Methods: Consecutive CS patients with CRT and baseline left ventricle ejection fraction (LVEF)≤40 referred to one specialist hospital in London between November 2008-March 2023 were retrospectively reviewed. The baseline characteristics, short-term echocardiographic, clinical parameters and long-term primary and secondary outcomes were compared against a cohort of ICM patients with CRT and baseline LVEF≤40. Patients with incomplete follow-up were excluded. The primary endpoint was a composite of all-cause mortality, cardiac transplantation or heart failure hospitalisation. Secondary endpoint included ventricular arrhythmic events.

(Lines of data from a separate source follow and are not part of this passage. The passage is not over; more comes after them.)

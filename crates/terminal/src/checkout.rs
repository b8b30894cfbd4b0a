//! Counter checkout: turns the cart into a remote order when online, or a
//! queued order with a temporary receipt when offline.

use std::sync::Arc;

use chrono::{DateTime, Utc};

use kade_core::{DomainError, OrderId};
use kade_sales::{Cart, MenuItem, OrderStatus, Receipt, ReceiptRef, sort_for_display};

use crate::cache::LocalStore;
use crate::notice::{Notice, Notifier};
use crate::offline::ConnectivityMonitor;
use crate::offline_queue::{EnqueueError, OfflineQueue, PersistenceError};
use crate::remote::{NewOrder, NewOrderItem, OrderApi, RemoteError};
use crate::types::{FailedStage, PendingOrder, QueueKey};

/// Where a checked-out order went.
#[derive(Debug, Clone, PartialEq, Eq)]
pub enum CheckoutOutcome {
    Placed { order_id: OrderId },
    Queued { queued_at: QueueKey },
}

#[derive(Debug, Clone, PartialEq, Eq)]
pub struct CheckoutReceipt {
    pub outcome: CheckoutOutcome,
    pub receipt: Receipt,
}

#[derive(Debug, thiserror::Error)]
pub enum CheckoutError {
    #[error(transparent)]
    Invalid(#[from] DomainError),

    /// Online write failed. Nothing was queued and the cart is untouched.
    #[error("order not placed ({stage:?}): {source}")]
    Remote {
        stage: FailedStage,
        #[source]
        source: RemoteError,
    },

    /// The order is queued, but only in memory.
    #[error("order {queued_at} queued but not saved to disk: {source}")]
    NotPersisted {
        queued_at: QueueKey,
        receipt: Box<Receipt>,
        #[source]
        source: PersistenceError,
    },
}

/// Checkout entry point shared by the terminal front-ends.
#[derive(Clone)]
pub struct CheckoutService {
    queue: Arc<OfflineQueue>,
    api: Arc<dyn OrderApi>,
    connectivity: Arc<ConnectivityMonitor>,
    notifier: Notifier,
}

impl std::fmt::Debug for CheckoutService {
    fn fmt(&self, f: &mut std::fmt::Formatter<'_>) -> std::fmt::Result {
        f.debug_struct("CheckoutService")
            .field("queue", &self.queue)
            .field("connectivity", &self.connectivity.state())
            .finish_non_exhaustive()
    }
}

impl CheckoutService {
    pub fn new(
        queue: Arc<OfflineQueue>,
        api: Arc<dyn OrderApi>,
        connectivity: Arc<ConnectivityMonitor>,
        notifier: Notifier,
    ) -> Self {
        Self {
            queue,
            api,
            connectivity,
            notifier,
        }
    }

    /// Check out `cart`. On success the cart is cleared.
    pub async fn checkout(&self, cart: &mut Cart) -> Result<CheckoutReceipt, CheckoutError> {
        if cart.is_empty() {
            return Err(DomainError::validation("cart is empty").into());
        }

        let now = Utc::now();
        let result = if self.connectivity.is_online() {
            self.place(cart, now).await
        } else {
            self.enqueue(cart, now).await
        };

        // A queued-but-unsaved order is still queued; the cart must not be
        // rung up twice.
        if matches!(result, Ok(_) | Err(CheckoutError::NotPersisted { .. })) {
            cart.clear();
        }
        result
    }

    async fn place(&self, cart: &Cart, now: DateTime<Utc>) -> Result<CheckoutReceipt, CheckoutError> {
        let lines = cart.lines().to_vec();
        let order = NewOrder {
            total_amount: cart.total()?,
            status: OrderStatus::Pending,
            created_at: now,
        };

        let created = self.api.create_order(&order).await.map_err(|source| {
            tracing::warn!(error = %source, "failed to place order");
            CheckoutError::Remote {
                stage: FailedStage::CreateOrder,
                source,
            }
        })?;

        let items = NewOrderItem::for_lines(created.id, &lines);
        self.api.create_order_items(&items).await.map_err(|source| {
            tracing::warn!(order_id = %created.id, error = %source, "order placed without items");
            CheckoutError::Remote {
                stage: FailedStage::CreateItems {
                    orphaned_order: created.id,
                },
                source,
            }
        })?;

        tracing::info!(order_id = %created.id, total = %order.total_amount, "order placed");
        let reference = ReceiptRef::Order(created.id);
        self.notifier.emit(Notice::OrderPlaced {
            reference: reference.to_string(),
        });

        Ok(CheckoutReceipt {
            outcome: CheckoutOutcome::Placed {
                order_id: created.id,
            },
            receipt: Receipt::new(reference, now, lines)?,
        })
    }

    async fn enqueue(&self, cart: &Cart, now: DateTime<Utc>) -> Result<CheckoutReceipt, CheckoutError> {
        let lines = cart.lines().to_vec();
        let receipt = Receipt::new(ReceiptRef::offline_at(now), now, lines.clone())?;
        let pending = PendingOrder::from_lines(lines, now)?;

        match self.queue.enqueue(pending).await {
            Ok(queued) => {
                self.notifier.emit(Notice::OrderQueued {
                    pending: self.queue.len(),
                });
                Ok(CheckoutReceipt {
                    outcome: CheckoutOutcome::Queued {
                        queued_at: queued.queued_at,
                    },
                    receipt,
                })
            }
            Err(EnqueueError::Invalid(err)) => Err(err.into()),
            Err(EnqueueError::NotPersisted { order, source }) => {
                tracing::error!(queued_at = %order.queued_at, error = %source, "queued order not persisted");
                self.notifier.emit(Notice::PersistenceFailed {
                    detail: source.to_string(),
                });
                Err(CheckoutError::NotPersisted {
                    queued_at: order.queued_at,
                    receipt: Box::new(receipt),
                    source,
                })
            }
        }
    }
}

/// Where the menu on screen came from.
#[derive(Debug, Clone, PartialEq, Eq)]
pub enum MenuSource {
    Live,
    Cached { cached_at: DateTime<Utc> },
}

#[derive(Debug, Clone, PartialEq, Eq)]
pub struct LoadedMenu {
    pub items: Vec<MenuItem>,
    pub source: MenuSource,
}

/// Settle the menu from a fetch attempt: a fresh menu is cached, a failed
/// fetch falls back to the last cached copy.
pub async fn resolve_menu(
    store: &LocalStore,
    fetched: Result<Vec<MenuItem>, RemoteError>,
) -> anyhow::Result<LoadedMenu> {
    match fetched {
        Ok(mut items) => {
            sort_for_display(&mut items);
            if let Err(err) = store.cache_menu(&items).await {
                tracing::warn!("failed to cache menu: {err:#}");
            }
            Ok(LoadedMenu {
                items,
                source: MenuSource::Live,
            })
        }
        Err(fetch_err) => {
            tracing::warn!(error = %fetch_err, "menu fetch failed; using cached menu");
            match store.cached_menu().await? {
                Some(cached) => Ok(LoadedMenu {
                    items: cached.items,
                    source: MenuSource::Cached {
                        cached_at: cached.cached_at,
                    },
                }),
                None => Err(anyhow::anyhow!("menu unavailable and nothing cached: {fetch_err}")),
            }
        }
    }
}

#[cfg(test)]
mod tests {
    use super::*;
    use kade_core::{Money, ProductId};
    use kade_sales::MenuCategory;

    use crate::remote::{ApiCall, InMemoryOrderApi};
    use crate::storage::MemoryStorage;
    use crate::types::ConnectivityState;

    struct Harness {
        service: CheckoutService,
        queue: Arc<OfflineQueue>,
        api: Arc<InMemoryOrderApi>,
        storage: Arc<MemoryStorage>,
        notifier: Notifier,
    }

    async fn harness(state: ConnectivityState) -> Harness {
        let notifier = Notifier::new();
        let storage = Arc::new(MemoryStorage::new());
        let queue = Arc::new(
            OfflineQueue::open(storage.clone())
                .await
                .unwrap()
                .with_retry(crate::offline_queue::PersistRetry {
                    attempts: 1,
                    delay: std::time::Duration::ZERO,
                }),
        );
        let api = Arc::new(InMemoryOrderApi::new());
        let monitor = Arc::new(ConnectivityMonitor::new(state, notifier.clone()));
        let service = CheckoutService::new(queue.clone(), api.clone(), monitor, notifier.clone());
        Harness {
            service,
            queue,
            api,
            storage,
            notifier,
        }
    }

    fn rice() -> MenuItem {
        MenuItem {
            id: ProductId::new(1),
            name: "Rice".to_string(),
            price: Money::from_units(100),
            category: MenuCategory::Base,
            is_available: true,
        }
    }

    fn cart_with_rice(qty: u32) -> Cart {
        let mut cart = Cart::new();
        for _ in 0..qty {
            cart.add(&rice()).unwrap();
        }
        cart
    }

    #[tokio::test]
    async fn empty_cart_is_rejected() {
        let h = harness(ConnectivityState::Online).await;
        let err = h.service.checkout(&mut Cart::new()).await.unwrap_err();
        assert!(matches!(err, CheckoutError::Invalid(DomainError::Validation(_))));
        assert!(h.api.calls().is_empty());
    }

    #[tokio::test]
    async fn offline_checkout_queues_with_temporary_receipt() {
        let h = harness(ConnectivityState::Offline).await;
        let mut notices = h.notifier.subscribe();
        let mut cart = cart_with_rice(2);

        let done = h.service.checkout(&mut cart).await.unwrap();

        assert!(matches!(done.outcome, CheckoutOutcome::Queued { .. }));
        assert!(matches!(&done.receipt.reference, ReceiptRef::Offline(r) if r.starts_with("OFF-")));
        assert_eq!(done.receipt.total, Money::from_units(200));
        assert!(cart.is_empty());
        assert!(h.api.calls().is_empty());

        let queued = h.queue.list().await;
        assert_eq!(queued.len(), 1);
        assert_eq!(queued[0].total_amount, Money::from_units(200));
        assert_eq!(notices.recv().await.unwrap(), Notice::OrderQueued { pending: 1 });
    }

    #[tokio::test]
    async fn online_checkout_writes_order_then_items() {
        let h = harness(ConnectivityState::Online).await;
        let mut cart = cart_with_rice(2);

        let done = h.service.checkout(&mut cart).await.unwrap();

        assert_eq!(
            done.outcome,
            CheckoutOutcome::Placed {
                order_id: OrderId::new(1)
            }
        );
        assert_eq!(done.receipt.reference, ReceiptRef::Order(OrderId::new(1)));
        assert!(matches!(
            h.api.calls().as_slice(),
            [ApiCall::CreateOrder(_), ApiCall::CreateItems(items)] if items.len() == 1
        ));
        assert_eq!(h.api.orders()[0].1.status, OrderStatus::Pending);
        assert_eq!(h.api.items()[0].quantity, 2);
        assert!(cart.is_empty());
        assert!(h.queue.is_empty());
    }

    #[tokio::test]
    async fn online_failure_keeps_cart_and_queues_nothing() {
        let h = harness(ConnectivityState::Online).await;
        h.api.fail_create_order_at(1);
        let mut cart = cart_with_rice(1);

        let err = h.service.checkout(&mut cart).await.unwrap_err();

        assert!(matches!(
            err,
            CheckoutError::Remote {
                stage: FailedStage::CreateOrder,
                ..
            }
        ));
        assert_eq!(cart.unit_count(), 1);
        assert!(h.queue.is_empty());
    }

    #[tokio::test]
    async fn unsaved_queue_write_is_reported_but_order_stays_queued() {
        let h = harness(ConnectivityState::Offline).await;
        h.storage.fail_next_writes(1);
        let mut cart = cart_with_rice(1);

        let err = h.service.checkout(&mut cart).await.unwrap_err();

        assert!(matches!(err, CheckoutError::NotPersisted { .. }));
        assert_eq!(h.queue.len(), 1);
        assert!(cart.is_empty());
    }

    #[tokio::test]
    async fn menu_falls_back_to_cache() {
        let dir = tempfile::tempdir().unwrap();
        let store = LocalStore::open(dir.path().join("kade.db")).await.unwrap();

        let live = resolve_menu(&store, Ok(vec![rice()])).await.unwrap();
        assert_eq!(live.source, MenuSource::Live);

        let offline = resolve_menu(&store, Err(RemoteError::Network("down".into())))
            .await
            .unwrap();
        assert!(matches!(offline.source, MenuSource::Cached { .. }));
        assert_eq!(offline.items, vec![rice()]);
    }

    #[tokio::test]
    async fn menu_without_cache_is_an_error() {
        let dir = tempfile::tempdir().unwrap();
        let store = LocalStore::open(dir.path().join("kade.db")).await.unwrap();
        assert!(
            resolve_menu(&store, Err(RemoteError::Network("down".into())))
                .await
                .is_err()
        );
    }
}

Results: 63 CS and 93 ICM patients were analysed. A greater proportion of ICM patients male with older ages overall (both p < 0.01), whereas a larger proportion of CS patients had atrioventricular block and heart failure hospitalisations (both p < 0.01). Both cohorts demonstrated significant serial increase in left ventricular (LV) ejection fraction and reduction in LV end-systolic and end-diastolic volumes (p < 0.01). After a mean follow up of 40.9 (±32.0) months, the primary and secondary endpoint was reached by significantly more CS patients (log-rank p = 0.008 and log-rank p = 0.004). Age (HR: 1.12 (95 %CI 1.06-1.17, p < 0.001) and presence of CS (HR: 8.33 (95 %CI 3.03-22.93, p < 0.001) were independent predictors of the primary endpoint on multivariable analysis.
Conclusion: CS patients with CRT demonstrated reverse remodelling, but had adverse long-term primary and secondary outcomes when compared to ICM patients.
Keywords: Cardiac resynchronisation therapy; Cardiac sarcoidosis; Cardiomyopathy; Heart failure; Ischaemic.